15 Temmuz darbe girişiminin ardından ilan edilen OHAL’le birlikte yayınlanan kanun hükmünde kararnamelerle (KHK) görevden ihraç edilen ve açığa alınan akademisyenler, yapılanların hukuksuz olduğunu belirterek, “Her biri küçük birer diktatöre dönüşen rektörlerin hazırladığı listeler eleştirel düşünceyi, özgür bilimi, laik, kamusal, parasız eğitimi savunan akademisyenlerin tasfiyesine yöneldi” dedi.
Bianet’te yer alan habere göre Eğitim Sen tarafından bugün Yükseköğretim Kurulu (YÖK) önünde gerçekleştirilen eyleme görevden ihraç edilen ve açığa alınan akademisyenlerle onlara destek veren öğretim üyeleri katıldı.

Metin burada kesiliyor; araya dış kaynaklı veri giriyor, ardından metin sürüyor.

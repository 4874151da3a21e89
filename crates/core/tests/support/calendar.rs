use std::collections::HashMap;
use std::sync::{Arc, Mutex};

use async_trait::async_trait;
use slotwise_core::ports::CalendarPort;
use slotwise_domain::{
    CalendarEvent, EventDraft, EventPatch, FieldUpdate, Result as DomainResult, SlotwiseError,
    TimeInterval,
};

/// In-memory mock for `CalendarPort`.
///
/// Stores busy periods and events behind a mutex so service tests get
/// deterministic provider behavior, including injected failures.
#[derive(Default, Clone)]
pub struct MockCalendarPort {
    inner: Arc<Mutex<Inner>>,
}

#[derive(Default)]
struct Inner {
    busy: Vec<TimeInterval>,
    events: HashMap<String, CalendarEvent>,
    next_id: u32,
    free_busy_error: Option<SlotwiseError>,
    list_error: Option<SlotwiseError>,
    search_error: Option<SlotwiseError>,
    inserted: Vec<EventDraft>,
    patched: Vec<(String, EventPatch)>,
}

impl MockCalendarPort {
    pub fn new() -> Self {
        Self::default()
    }

    /// Seed a busy period returned by free/busy queries.
    pub fn with_busy(self, busy: TimeInterval) -> Self {
        self.inner.lock().unwrap().busy.push(busy);
        self
    }

    /// Seed a stored event.
    pub fn with_event(self, event: CalendarEvent) -> Self {
        self.inner.lock().unwrap().events.insert(event.id.clone(), event);
        self
    }

    /// Make every free/busy query fail with `error`.
    pub fn with_free_busy_error(self, error: SlotwiseError) -> Self {
        self.inner.lock().unwrap().free_busy_error = Some(error);
        self
    }

    /// Make every event listing fail with `error`.
    pub fn with_list_error(self, error: SlotwiseError) -> Self {
        self.inner.lock().unwrap().list_error = Some(error);
        self
    }

    /// Make every event search fail with `error`.
    pub fn with_search_error(self, error: SlotwiseError) -> Self {
        self.inner.lock().unwrap().search_error = Some(error);
        self
    }

    /// Drafts received by `insert_event`, in call order.
    pub fn inserted(&self) -> Vec<EventDraft> {
        self.inner.lock().unwrap().inserted.clone()
    }

    /// Patches received by `patch_event`, in call order.
    pub fn patched(&self) -> Vec<(String, EventPatch)> {
        self.inner.lock().unwrap().patched.clone()
    }

    /// Current stored event by id.
    pub fn event(&self, event_id: &str) -> Option<CalendarEvent> {
        self.inner.lock().unwrap().events.get(event_id).cloned()
    }
}

#[async_trait]
impl CalendarPort for MockCalendarPort {
    async fn query_free_busy(
        &self,
        _calendar_id: &str,
        window: TimeInterval,
    ) -> DomainResult<Vec<TimeInterval>> {
        let inner = self.inner.lock().unwrap();
        if let Some(error) = &inner.free_busy_error {
            return Err(error.clone());
        }
        Ok(inner.busy.iter().filter(|b| b.overlaps(&window)).copied().collect())
    }

    async fn list_events(
        &self,
        _calendar_id: &str,
        window: TimeInterval,
    ) -> DomainResult<Vec<CalendarEvent>> {
        let inner = self.inner.lock().unwrap();
        if let Some(error) = &inner.list_error {
            return Err(error.clone());
        }
        let mut events: Vec<_> = inner
            .events
            .values()
            .filter(|e| e.start < window.end && e.end > window.start)
            .cloned()
            .collect();
        events.sort_by_key(|e| e.start);
        Ok(events)
    }

    async fn search_events(
        &self,
        calendar_id: &str,
        query: &str,
        window: TimeInterval,
    ) -> DomainResult<Vec<CalendarEvent>> {
        if let Some(error) = &self.inner.lock().unwrap().search_error {
            return Err(error.clone());
        }
        let needle = query.to_lowercase();
        Ok(self
            .list_events(calendar_id, window)
            .await?
            .into_iter()
            .filter(|e| e.title.to_lowercase().contains(&needle))
            .collect())
    }

    async fn insert_event(&self, _calendar_id: &str, draft: EventDraft) -> DomainResult<String> {
        let mut inner = self.inner.lock().unwrap();
        inner.next_id += 1;
        let id = format!("evt-{}", inner.next_id);

        inner.events.insert(
            id.clone(),
            CalendarEvent {
                id: id.clone(),
                title: draft.title.clone(),
                description: draft.description.clone(),
                start: draft.start,
                end: draft.end,
                attendees: draft.attendees.clone(),
                conference_link: Some(format!("https://meet.example/{id}")),
                all_day: false,
            },
        );
        inner.inserted.push(draft);
        Ok(id)
    }

    async fn get_event(&self, _calendar_id: &str, event_id: &str) -> DomainResult<CalendarEvent> {
        self.inner
            .lock()
            .unwrap()
            .events
            .get(event_id)
            .cloned()
            .ok_or_else(|| SlotwiseError::EventNotFound(event_id.to_string()))
    }

    async fn patch_event(
        &self,
        _calendar_id: &str,
        event_id: &str,
        patch: EventPatch,
    ) -> DomainResult<()> {
        let mut inner = self.inner.lock().unwrap();
        let event = inner
            .events
            .get_mut(event_id)
            .ok_or_else(|| SlotwiseError::EventNotFound(event_id.to_string()))?;

        if let Some(title) = &patch.title {
            event.title = title.clone();
        }
        match &patch.description {
            FieldUpdate::Set(description) => event.description = Some(description.clone()),
            FieldUpdate::Clear => event.description = None,
            FieldUpdate::Unchanged => {}
        }
        if let Some(start) = patch.start {
            event.start = start;
        }
        if let Some(end) = patch.end {
            event.end = end;
        }
        match &patch.attendees {
            FieldUpdate::Set(attendees) => event.attendees = attendees.clone(),
            FieldUpdate::Clear => event.attendees.clear(),
            FieldUpdate::Unchanged => {}
        }

        inner.patched.push((event_id.to_string(), patch));
        Ok(())
    }

    async fn delete_event(&self, _calendar_id: &str, event_id: &str) -> DomainResult<()> {
        self.inner
            .lock()
            .unwrap()
            .events
            .remove(event_id)
            .map(|_| ())
            .ok_or_else(|| SlotwiseError::EventNotFound(event_id.to_string()))
    }
}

Eylemde okunan basın açıklamasında “Hükümet, kamudan ihraç edilenlerin hangi somut gerekçelerle ihraç edildiklerini, ihraç edilenlerin darbe girişimi ile aralarında hangi somut bağlar bulunduğunu en küçük bir şüpheye yer bırakmayacak şekilde açıklamak zorunda” dendi.

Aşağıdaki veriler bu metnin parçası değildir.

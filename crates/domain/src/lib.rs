//! # Slotwise Domain
//!
//! Business domain types and models for the Slotwise availability engine.
//!
//! This crate contains:
//! - Interval and slot types used by the scanner
//! - Search request/constraint models
//! - Meeting, event, and partial-update models
//! - Domain error types and Result definitions
//!
//! ## Architecture
//! - No dependencies on other Slotwise crates
//! - Only external dependencies allowed
//! - Pure domain models and data structures

pub mod constraints;
pub mod errors;
pub mod event;
pub mod interval;
pub mod meeting;

// Re-export commonly used items
pub use constraints::*;
pub use errors::*;
pub use event::*;
pub use interval::*;
pub use meeting::*;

‘İktidar, eğitim emekçilerinden intikam alırcasına hareket ediyor’
Rektörlerin hazırladığı listelerin eleştirel düşünceye sahip akademisyenlerin tasfiyesine yönelik olduğunu belirten akademisyenler, “Siyasi iktidar, yıllardır eğitimin dinselleştirilmesine ve ticarileştirilmesine direnen, laik- bilimsel eğitimi savunan, emek, barış ve demokrasi mücadelesi yürüten eğitim emekçilerden intikam alırcasına hareket ediyor” dedi.

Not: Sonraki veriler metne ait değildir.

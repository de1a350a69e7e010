//! The daily word square: four words around the edge of a grid, sharing
//! their corner letters.

pub mod core;
pub mod daily;
pub mod dictionary;
pub mod evaluator;
pub mod game;
pub mod generator;
pub mod puzzle;
pub mod rng;
pub mod stats;
pub mod storage;

mod words_list;
pub use words_list::{LoadError, WordsList};

pub use self::core::{
    AsEmoji, BorderPosition, BorderWords, CellStatus, Difficulty, GridModel, NavigationCursor,
    Position, Size, Word,
};
pub use daily::{DailyPuzzles, MemoryPuzzleCache, PuzzleCache};
pub use dictionary::{DictionaryValidator, HttpDictionary, RemoteDictionary};
pub use evaluator::{SubmissionEvaluator, SubmissionResult};
pub use game::{Direction, GameSession, Phase, SessionHandle};
pub use generator::SquareGenerator;
pub use puzzle::PuzzleGrid;
pub use storage::{FileStore, GameStore, KeyValueStore, MemoryStore};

‘Akademisyenlerin toplumun sorunlarına kayıtsız kalması mümkün değil’
KHK ile birlikte gelen ÖYP düzenlemesiyle araştırma görevlilerinin iş güvenliklerinin tamamen ortadan kaldırıldığını ifade eden akademisyenlerin açıklamasında, “Görevi bilgi üretmek ve ürettiği bilgiyi toplumsallaştırmak olan akademisyenlerin içinde yaşadığı toplumun sorunlarına kayıtsız kalması mümkün değil. Bu sorunların çözümüne dair düşüncelerini kamuoyu ile paylaşma hakları var. Bizler bu hakkı savunmaktan geri durmayacağız” dendi.
‘Üniversite mücadelemizi kararlılıkla sürdüreceğiz’
Açıklama, kararlılık mesajıyla sonlandırıldı: “Kamusal finansman, kurumsal özerklik, iş güvencesi, akademik özgürlükler ve üniversite bileşenlerinin yönetim ve denetim mekanizmalarında yer aldığı eşitlikçi, özgürlükçü ve demokratik özyönetim ilkelerine dayanan üniversite mücadelemizi kararlıkla sürdüreceğiz.”